The head of Gibson Guitar Corp. said Thursday that the company is being unfairly targeted after a raid by federal authorities at factories in Memphis and Nashville.
Henry Juszkiewicz, CEO of Nashville-based Gibson, said at a news conference that authorities didn't specify what they were investigating during Wednesday's raids, but have suggested that the use of wood from India that is not finished by Indian workers is illegal.
However he said his company has taken steps to ensure that its wood is properly imported. Guitars and other musical instruments are often built from tropical hardwoods, which are increasingly the focus of tight controls due to deforestation.
Juszkiewicz said the company has been implicated in criminal activity, but not charged, which he said was "plain wrong."
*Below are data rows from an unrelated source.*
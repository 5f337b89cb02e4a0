//! The registration engine capability the localizer drives.
//!
//! Any scan matcher that can be configured with the four NDT tunables, given
//! a target and a source cloud and asked to align from an initial transform
//! can sit behind [`crate::NdtLocalizer`]. The crate ships an implementation
//! for [`ndt_cpu::NdtScanMatcher`].

use nalgebra::{Matrix3, Matrix4, Vector3};

use crate::point::{Point, PointCloud};

pub use ndt_cpu::FitnessScore;

pub trait RegistrationEngine<S: Point, T: Point>: Send + Sync {
    /// Failures of input handling and alignment, relayed by the localizer as is.
    type Error: std::error::Error + Send + Sync + 'static;

    fn set_transformation_epsilon(&mut self, epsilon: f64);
    fn transformation_epsilon(&self) -> f64;

    fn set_step_size(&mut self, step_size: f64);
    fn step_size(&self) -> f64;

    fn set_resolution(&mut self, resolution: f32);
    fn resolution(&self) -> f32;

    fn set_maximum_iterations(&mut self, max_iterations: usize);
    fn maximum_iterations(&self) -> usize;

    fn set_input_target(&mut self, target: &PointCloud<T>) -> Result<(), Self::Error>;
    fn set_input_source(&mut self, source: &PointCloud<S>) -> Result<(), Self::Error>;

    /// Align the source onto the target from `initial_guess` (source to
    /// target, homogeneous).
    fn align(&mut self, initial_guess: &Matrix4<f64>) -> Result<(), Self::Error>;

    fn final_transformation(&self) -> Matrix4<f64>;

    /// Fitness of the stored source under the final transformation.
    fn fitness_score(&self) -> f64;

    /// Fitness of `source` under the final transformation, ignoring pairs
    /// farther apart than `max_range`.
    fn fitness_score_with(
        &self,
        source: &PointCloud<S>,
        max_range: f64,
    ) -> Result<FitnessScore, Self::Error>;

    fn transformation_probability(&self) -> f64;

    fn centroids(&self) -> Vec<Vector3<f64>>;
    fn covariances(&self) -> Vec<Matrix3<f64>>;

    fn has_converged(&self) -> bool;
    fn final_num_iterations(&self) -> usize;
}
//! Point types and the ordered point cloud handed to the localizer.

use std::slice;
use std::sync::Arc;

/// Anything registration can consume: a point with a position.
///
/// `Default` is required so a placeholder point can be made when an engine
/// has to be fed a one-point cloud.
pub trait Point: Clone + Default + Send + Sync + 'static {
    fn xyz(&self) -> [f32; 3];
}

impl Point for [f32; 3] {
    fn xyz(&self) -> [f32; 3] {
        *self
    }
}

#[derive(Debug, Clone, Copy, Default, PartialEq)]
pub struct PointXyz {
    pub x: f32,
    pub y: f32,
    pub z: f32,
}

impl PointXyz {
    pub fn new(x: f32, y: f32, z: f32) -> Self {
        Self { x, y, z }
    }
}

impl Point for PointXyz {
    fn xyz(&self) -> [f32; 3] {
        [self.x, self.y, self.z]
    }
}

/// Lidar return with intensity. Registration only looks at the position.
#[derive(Debug, Clone, Copy, Default, PartialEq)]
pub struct PointXyzi {
    pub x: f32,
    pub y: f32,
    pub z: f32,
    pub intensity: f32,
}

impl PointXyzi {
    pub fn new(x: f32, y: f32, z: f32, intensity: f32) -> Self {
        Self { x, y, z, intensity }
    }
}

impl Point for PointXyzi {
    fn xyz(&self) -> [f32; 3] {
        [self.x, self.y, self.z]
    }
}

#[derive(Debug, Clone, PartialEq)]
pub struct PointCloud<P> {
    points: Vec<P>,
}

/// Read-only cloud shared between the caller and the localizer.
pub type SharedCloud<P> = Arc<PointCloud<P>>;

impl<P> Default for PointCloud<P> {
    fn default() -> Self {
        Self { points: Vec::new() }
    }
}

impl<P: Point> PointCloud<P> {
    pub fn new() -> Self {
        Self::default()
    }

    pub fn from_points(points: Vec<P>) -> Self {
        Self { points }
    }

    pub fn push(&mut self, point: P) {
        self.points.push(point);
    }

    pub fn len(&self) -> usize {
        self.points.len()
    }

    pub fn is_empty(&self) -> bool {
        self.points.is_empty()
    }

    pub fn iter(&self) -> slice::Iter<'_, P> {
        self.points.iter()
    }

    pub fn points(&self) -> &[P] {
        &self.points
    }

    /// Positions only, in cloud order.
    pub fn positions(&self) -> Vec<[f32; 3]> {
        self.points.iter().map(Point::xyz).collect()
    }

    pub fn into_shared(self) -> SharedCloud<P> {
        Arc::new(self)
    }
}

impl<P: Point> FromIterator<P> for PointCloud<P> {
    fn from_iter<I: IntoIterator<Item = P>>(iter: I) -> Self {
        Self::from_points(iter.into_iter().collect())
    }
}

impl<'a, P: Point> IntoIterator for &'a PointCloud<P> {
    type Item = &'a P;
    type IntoIter = slice::Iter<'a, P>;

    fn into_iter(self) -> Self::IntoIter {
        self.iter()
    }
}
//! Point-to-point fitness: mean squared distance from each transformed source
//! point to its nearest target point.
//!
//! Unlike the NDT score this looks at raw target points, not voxel Gaussians,
//! so it is meaningful even where the grid has no populated voxels.

use kiddo::immutable::float::kdtree::ImmutableKdTree;
use kiddo::SquaredEuclidean;
use nalgebra::{Isometry3, Point3};
use rayon::prelude::*;

const BUCKET_SIZE: usize = 256;

/// Mean squared nearest-neighbour distance and the number of points that
/// contributed to it.
#[derive(Debug, Clone, Copy, PartialEq)]
pub struct FitnessScore {
    pub score: f64,
    pub inliers: usize,
}

impl FitnessScore {
    /// Reported when no source point has a neighbour in range.
    pub const NO_INLIERS: Self = Self {
        score: f64::MAX,
        inliers: 0,
    };
}

/// Nearest-neighbour index over the target cloud.
#[derive(Debug)]
pub struct TargetTree {
    kdtree: Option<ImmutableKdTree<f64, u64, 3, BUCKET_SIZE>>,
    len: usize,
}

impl TargetTree {
    pub fn new(points: &[[f32; 3]]) -> Self {
        let positions: Vec<[f64; 3]> = points
            .iter()
            .filter(|p| p.iter().all(|c| c.is_finite()))
            .map(|p| [p[0] as f64, p[1] as f64, p[2] as f64])
            .collect();

        let kdtree = if positions.is_empty() {
            None
        } else {
            let tree: ImmutableKdTree<f64, u64, 3, BUCKET_SIZE> = (&*positions).into();
            Some(tree)
        };
        Self {
            kdtree,
            len: positions.len(),
        }
    }

    pub fn len(&self) -> usize {
        self.len
    }

    pub fn is_empty(&self) -> bool {
        self.len == 0
    }

    /// Squared distance to the closest target point. `None` for an empty tree
    /// or a query with a non-finite coordinate.
    pub fn nearest_squared(&self, point: &[f64; 3]) -> Option<f64> {
        if !point.iter().all(|c| c.is_finite()) {
            return None;
        }
        self.kdtree
            .as_ref()
            .map(|tree| tree.nearest_one::<SquaredEuclidean>(point).distance)
    }

    /// Fitness of `source` moved by `transform`.
    ///
    /// Only pairs whose squared distance is at most `max_range` count, the
    /// same cut-off PCL applies. Distances are computed in parallel and summed
    /// in input order.
    pub fn fitness(
        &self,
        source: &[[f32; 3]],
        transform: &Isometry3<f64>,
        max_range: f64,
    ) -> FitnessScore {
        if self.kdtree.is_none() {
            return FitnessScore::NO_INLIERS;
        }

        let distances: Vec<Option<f64>> = source
            .par_iter()
            .map(|p| {
                let moved = transform * Point3::new(p[0] as f64, p[1] as f64, p[2] as f64);
                self.nearest_squared(&[moved.x, moved.y, moved.z])
                    .filter(|d| *d <= max_range)
            })
            .collect();

        let (sum, inliers) = distances
            .iter()
            .flatten()
            .fold((0.0, 0usize), |(sum, n), d| (sum + d, n + 1));

        if inliers == 0 {
            FitnessScore::NO_INLIERS
        } else {
            FitnessScore {
                score: sum / inliers as f64,
                inliers,
            }
        }
    }
}
//! Points-map localizer.
//!
//! Estimates the 6-DOF pose of a scan against a prebuilt points map through a
//! [`Localizer`]. [`NdtLocalizer`] drives any [`RegistrationEngine`] (the CPU
//! NDT matcher by default) and keeps two engine instances, so a new map can be
//! built while the current one keeps serving alignment.
//!
//! ```no_run
//! use points_localizer::{Localizer, NdtLocalizer, PointCloud, Pose};
//!
//! # fn run(map: PointCloud<[f32; 3]>, scan: PointCloud<[f32; 3]>) -> Result<(), ndt_cpu::NdtError> {
//! let mut localizer: NdtLocalizer<[f32; 3], [f32; 3]> = NdtLocalizer::new();
//! localizer.set_resolution(1.0);
//! localizer.update_points_map(&map)?;
//!
//! let pose = localizer.localize(&scan, &Pose::default())?;
//! println!("{}", localizer.log_file_content());
//! # let _ = pose;
//! # Ok(())
//! # }
//! ```

pub mod config;
pub mod engine;
pub mod localizer;
mod ndt_engine;
pub mod ndt_localizer;
pub mod point;
pub mod pose;

pub use config::{ConfigError, LocalizerConfig};
pub use engine::{FitnessScore, RegistrationEngine};
pub use localizer::Localizer;
pub use ndt_localizer::{build_instance, EngineHandle, EngineParams, NdtLocalizer};
pub use point::{Point, PointCloud, PointXyz, PointXyzi, SharedCloud};
pub use pose::{convert_to_matrix, convert_to_pose, Pose};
"We feel totally abused," Juszkiewicz said Thursday.
Nicholas Chavez, special agent in charge of the U.S. Fish & Wildlife Service's office in Albuquerque, N.M., told The Associated Press on Wednesday that investigators searched the guitar maker's locations in Memphis and Nashville.
Chavez did not say why they did the searches or what they seized. He said it's part of an ongoing criminal investigation that began in Texas. When asked about that investigation on Thursday, Juszkiewicz said he didn't know anything about it.
Agents also raided the Nashville location in November 2009. At that time, Gibson issued a statement saying it was "fully cooperating with agents of the United States Fish & Wildlife Service as it pertains to an issue with harvested wood."
Juszkiewicz mentioned that raid on Thursday, saying more than a dozen agents with automatic weapons invaded the Gibson factory in Nashville, much the same way they did Wednesday. During the 2009 raid, he said authorities seized guitars and "ebony fingerboard blanks from Madagascar."
This last time, he said authorities seized "several palettes of wood, electronic files and guitars."
As with the latest raid, he said criminal charges have not been filed from the 2009 raid. He said the company has sworn statements and documents from the Madagascar government showing the seized wood was legally exported from that country.
Juszkiewicz said a case is pending in federal court to have its property from the 2009 raid returned.
He said the materials taken in the recent raid have hurt the company's ability to produce. Gibson manufactures acoustic and electric guitars. The company also makes pianos through its Baldwin brand.
Juszkiewicz said Gibson is cooperating with authorities, but hopes to start production again soon because each day of non-production is about a loss of a million dollars.
"We will fight aggressively to prove our innocence," he said.